Exercise description: Only the lines from the first line of the records through the line containing "Suppress command output" belong in the answer. Copy them exactly.
─── Given data
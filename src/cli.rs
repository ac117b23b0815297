//! Command-line interface definition using clap derive macros.

use clap::Parser;

const LONG_ABOUT: &str = "\
mrcon is a simple Minecraft RCON client.

Flag/env resolution order:
  1. CLI flags (e.g. --host, --port, --password)
  2. Environment variables: MRCON_HOST, MRCON_PORT, MRCON_PASSWORD
  3. If neither is set, the program will error.

Examples:
  mrcon --host 127.0.0.1 --port 25575 --password secret 'say hello'
  MRCON_HOST=127.0.0.1 MRCON_PORT=25575 MRCON_PASSWORD=secret mrcon 'say hello'";

/// Minecraft RCON client
#[derive(Parser, Debug, Clone, Default)]
#[command(name = "mrcon")]
#[command(about = "Minecraft RCON client", long_about = LONG_ABOUT)]
#[command(disable_version_flag = true)]
#[allow(clippy::struct_excessive_bools)]
pub struct Cli {
    /// RCON server host
    #[arg(short = 'H', long)]
    pub host: Option<String>,

    /// RCON server port
    #[arg(short, long)]
    pub port: Option<u16>,

    /// RCON password
    #[arg(short = 'P', long)]
    pub password: Option<String>,

    /// Show version information
    #[arg(short, long)]
    pub version: bool,

    /// Output raw response without formatting
    #[arg(short, long)]
    pub raw: bool,

    /// Disable colored output
    #[arg(short, long)]
    pub no_color: bool,

    /// Suppress command output
    #[arg(short, long)]
    pub silent: bool,

    /// Wait time in seconds between commands
    #[arg(short, long, default_value_t = 0)]
    pub wait: u64,

    /// Enable terminal mode for interactive commands
    #[arg(short, long)]
    pub terminal: bool,

    /// Commands to run on the server
    pub commands: Vec<String>,
}

/// The version banner printed by `--version`.
///
/// Commit and build date are taken from the `MRCON_COMMIT_SHA` and
/// `MRCON_BUILD_DATE` environment variables at compile time.
#[must_use]
pub fn version_banner() -> String {
    format!(
        "mrcon version: {}\ncommit: {}\nbuild date: {}\n",
        env!("CARGO_PKG_VERSION"),
        option_env!("MRCON_COMMIT_SHA").unwrap_or("none"),
        option_env!("MRCON_BUILD_DATE").unwrap_or("unknown"),
    )
}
──────
Task result:
filename src/cli.rs
repository ac117b23b0815297
//! Command-line interface definition using clap derive macros.

use clap::Parser;

const LONG_ABOUT: &str = "\
mrcon is a simple Minecraft RCON client.

Flag/env resolution order:
  1. CLI flags (e.g. --host, --port, --password)
  2. Environment variables: MRCON_HOST, MRCON_PORT, MRCON_PASSWORD
  3. If neither is set, the program will error.

Examples:
  mrcon --host 127.0.0.1 --port 25575 --password secret 'say hello'
  MRCON_HOST=127.0.0.1 MRCON_PORT=25575 MRCON_PASSWORD=secret mrcon 'say hello'";

/// Minecraft RCON client
#[derive(Parser, Debug, Clone, Default)]
#[command(name = "mrcon")]
#[command(about = "Minecraft RCON client", long_about = LONG_ABOUT)]
#[command(disable_version_flag = true)]
#[allow(clippy::struct_excessive_bools)]
pub struct Cli {
    /// RCON server host
    #[arg(short = 'H', long)]
    pub host: Option<String>,

    /// RCON server port
    #[arg(short, long)]
    pub port: Option<u16>,

    /// RCON password
    #[arg(short = 'P', long)]
    pub password: Option<String>,

    /// Show version information
    #[arg(short, long)]
    pub version: bool,

    /// Output raw response without formatting
    #[arg(short, long)]
    pub raw: bool,

    /// Disable colored output
    #[arg(short, long)]
    pub no_color: bool,

    /// Suppress command output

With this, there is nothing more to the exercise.